Split on multiple characters
For example we might have a string built up from pairs concatenated with &. The two parts of each pair is separated by =.
use Data::Dumper qw(Dumper); my $str = 'fname=Foo&lname=Bar&email=foo@bar.com'; my @words = split /[=&]/, $str; print Dumper \@words;
$VAR1 = [ 'fname', 'Foo', 'lname', 'Bar', 'email', 'foo@bar.com' ];
Of course, if we know these are key-value pairs, then we might want to assign the result to a hash instead of an array:
use Data::Dumper qw(Dumper); my $str = 'fname=Foo&lname=Bar&email=foo@bar.com'; my %user = split /[=&]/, $str; print Dumper \%user;
And the result looks much better:
$VAR1 = { 'fname' => 'Foo', 'email' => 'foo@bar.com', 'lname' => 'Bar' };
Split on empty string
Splitting on the empty string, or empty regex, if you wish is basically saying "split at every place where you find an empty string". Between every two characters there is an empty string so splitting on an empty string will return the original string cut up to individual characters:
use Data::Dumper qw(Dumper); my $str = "Hello World"; my @chars = split //, $str; print Dumper \@chars;
$VAR1 = [ 'H', 'e', 'l', 'l', 'o', ' ', 'W', 'o', 'r', 'l', 'd' ];
Including trailing empty fields
By default split
will exclude any fields at the end of the string that are empty. However you can pass a 3rd parameter to be -1.

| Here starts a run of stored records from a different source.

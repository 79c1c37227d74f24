//! One transaction at a time, chaining the gas coin from effect to effect.

use crate::caching::CachingTransactionExecutor;
use crate::config::{GasMode, SerialExecutorConfig};
use crate::epoch::EpochInfoCache;
use crate::error::ExecutorError;
use crate::queue::SerialQueue;
use std::sync::Arc;
use sui_ptb_builder::{ResolveContext, Transaction};
use sui_ptb_types::{ExecutedTransaction, ObjectRef, TransactionEffects};
use sui_transport::{LedgerClient, Signer, TransactionSerializer};
use tracing::{debug, warn};

const GAS_COIN_KEY: &str = "gasCoin";

/// Executes transactions strictly in submission order.
///
/// The gas coin reported in each transaction's effects pays for the next one,
/// so consecutive transactions never wait for the ledger's indexes. Any failure
/// resets the cache and the next transaction starts from fresh ledger state.
pub struct SerialTransactionExecutor {
    signer: Arc<dyn Signer>,
    client: Arc<dyn LedgerClient>,
    config: SerialExecutorConfig,
    cache: CachingTransactionExecutor,
    epoch: EpochInfoCache,
    queue: SerialQueue,
}

impl SerialTransactionExecutor {
    pub fn new(
        client: Arc<dyn LedgerClient>,
        signer: Arc<dyn Signer>,
        serializer: Arc<dyn TransactionSerializer>,
        config: SerialExecutorConfig,
    ) -> Self {
        Self {
            epoch: EpochInfoCache::new(client.clone(), config.epoch_boundary_window),
            cache: CachingTransactionExecutor::new(client.clone(), serializer),
            signer,
            client,
            config,
            queue: SerialQueue::new(),
        }
    }

    pub fn config(&self) -> &SerialExecutorConfig {
        &self.config
    }

    pub fn caching_executor(&self) -> &CachingTransactionExecutor {
        &self.cache
    }

    /// Gas coin the next transaction will use, if one is known.
    pub fn gas_coin(&self) -> Option<ObjectRef> {
        self.cache.cache().get_custom(GAS_COIN_KEY)
    }

    /// Record effects produced outside this executor.
    pub fn apply_effects(&self, effects: &TransactionEffects) {
        self.cache.apply_effects(effects);
        self.cache_gas_coin(effects);
    }

    fn cache_gas_coin(&self, effects: &TransactionEffects) {
        if self.config.gas_mode == GasMode::AddressBalance {
            return;
        }
        let cache = self.cache.cache();
        match effects.gas_object().and_then(|c| c.written()) {
            Some((gas_ref, _)) => {
                if let Err(e) = cache.set_custom(GAS_COIN_KEY, &gas_ref) {
                    warn!(error = %e, "failed to cache gas coin");
                    cache.delete_custom(GAS_COIN_KEY);
                }
            }
            None => cache.delete_custom(GAS_COIN_KEY),
        }
    }

    /// Build `tx` with the cached gas coin without executing it.
    pub async fn build_transaction(&self, tx: &mut Transaction) -> Result<Vec<u8>, ExecutorError> {
        self.queue.run(self.build_locked(tx)).await
    }

    async fn build_locked(&self, tx: &mut Transaction) -> Result<Vec<u8>, ExecutorError> {
        tx.set_sender_if_not_set(self.signer.address());
        tx.prepare_for_serialization(&ResolveContext::new(self.client.as_ref()))
            .await?;

        let mut copy = tx.clone();
        match self.config.gas_mode {
            GasMode::AddressBalance => {
                copy.set_gas_payment(Vec::new());
                copy.set_expiration(self.epoch.valid_during_expiration().await?);
            }
            GasMode::Coins => {
                if let Some(gas_coin) = self.gas_coin() {
                    copy.set_gas_payment(vec![gas_coin]);
                }
            }
        }
        copy.set_gas_budget_if_not_set(self.config.default_gas_budget);
        self.cache.build_transaction(&mut copy).await
    }

    /// Build, sign and execute `tx` after every previously queued transaction.
    ///
    /// A transaction that executes with a failure status is returned as
    /// [`ExecutorError::ExecutionFailed`].
    pub async fn execute_transaction(
        &self,
        tx: &mut Transaction,
        additional_signatures: &[String],
    ) -> Result<ExecutedTransaction, ExecutorError> {
        self.queue
            .run(async {
                let result = match self.build_locked(tx).await {
                    Ok(bytes) => self.submit(&bytes, additional_signatures).await,
                    Err(e) => Err(e),
                };
                self.finish(result).await
            })
            .await
    }

    /// Sign and execute bytes built elsewhere.
    pub async fn execute_bytes(
        &self,
        tx_bytes: &[u8],
        additional_signatures: &[String],
    ) -> Result<ExecutedTransaction, ExecutorError> {
        self.queue
            .run(async {
                let result = self.submit(tx_bytes, additional_signatures).await;
                self.finish(result).await
            })
            .await
    }

    async fn submit(
        &self,
        tx_bytes: &[u8],
        additional_signatures: &[String],
    ) -> Result<ExecutedTransaction, ExecutorError> {
        let signature = self
            .signer
            .sign_transaction(tx_bytes)
            .await
            .map_err(ExecutorError::Submission)?;
        let mut signatures = Vec::with_capacity(1 + additional_signatures.len());
        signatures.push(signature);
        signatures.extend_from_slice(additional_signatures);

        let executed = self.cache.execute_transaction(tx_bytes, &signatures).await?;
        self.cache_gas_coin(&executed.effects);
        if !executed.effects.is_success() {
            return Err(ExecutorError::ExecutionFailed {
                digest: executed.digest,
                error: executed
                    .effects
                    .failure_reason()
                    .unwrap_or("unknown")
                    .to_string(),
            });
        }
        debug!(digest = %executed.digest, "serial executor committed transaction");
        Ok(executed)
    }

    async fn finish(
        &self,
        result: Result<ExecutedTransaction, ExecutorError>,
    ) -> Result<ExecutedTransaction, ExecutorError> {
        if let Err(e) = &result {
            warn!(error = %e, stage = %e.stage(), "serial execution failed, resetting cache");
            if let Err(reset_err) = self.reset_cache().await {
                warn!(error = %reset_err, "cache reset after failure also failed");
            }
        }
        result
    }

    pub async fn reset_cache(&self) -> Result<(), ExecutorError> {
        self.epoch.invalidate().await;
        self.cache.reset().await
    }

    pub async fn wait_for_last_transaction(&self) -> Result<(), ExecutorError> {
        self.cache.wait_for_last_transaction().await
    }
}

If the 3rd parameter is a positive number it limits the number of fields returned. When it is -1, it instructs split to include
all the fields. Even the trailing empty fields.
examples/split_empty_trailing.pl
use strict; use warnings; use 5.010; use Data::Dumper qw(Dumper); say Dumper [split /;/, ";a;b;c"]; say Dumper [split /;/, ";a;b;c;"]; say Dumper [split /;/, ";a;b;c;;"]; say Dumper [split/;/, ";a;b;c;;", -1];
$VAR1 = [ '', 'a', 'b', 'c' ]; $VAR1 = [ '', 'a', 'b', 'c' ]; $VAR1 = [ '', 'a', 'b', 'c' ]; $VAR1 = [ '', 'a', 'b', 'c', '', '' ];
Beware of regex special characters
A common pitfall with split, especially if you use a string as the separator (split STRING, STRING) as in split ';', $line; is that even if you pass the first parameters as a string it still behaves as a regex. So for example
split '|', $line;
is the same as
split /|/, $line;
and both will split the string character by character. The right way to split on a pipe | character is to escape the special regex character:
split /\|/, $line;
Other examples
Though in the general case split is not the right tool for this job, it can be employed for reading simple CSV files. Check that article for much better ways to read a CSV or TSV file.
It is also a critical part of the example showing how to count words in a text file.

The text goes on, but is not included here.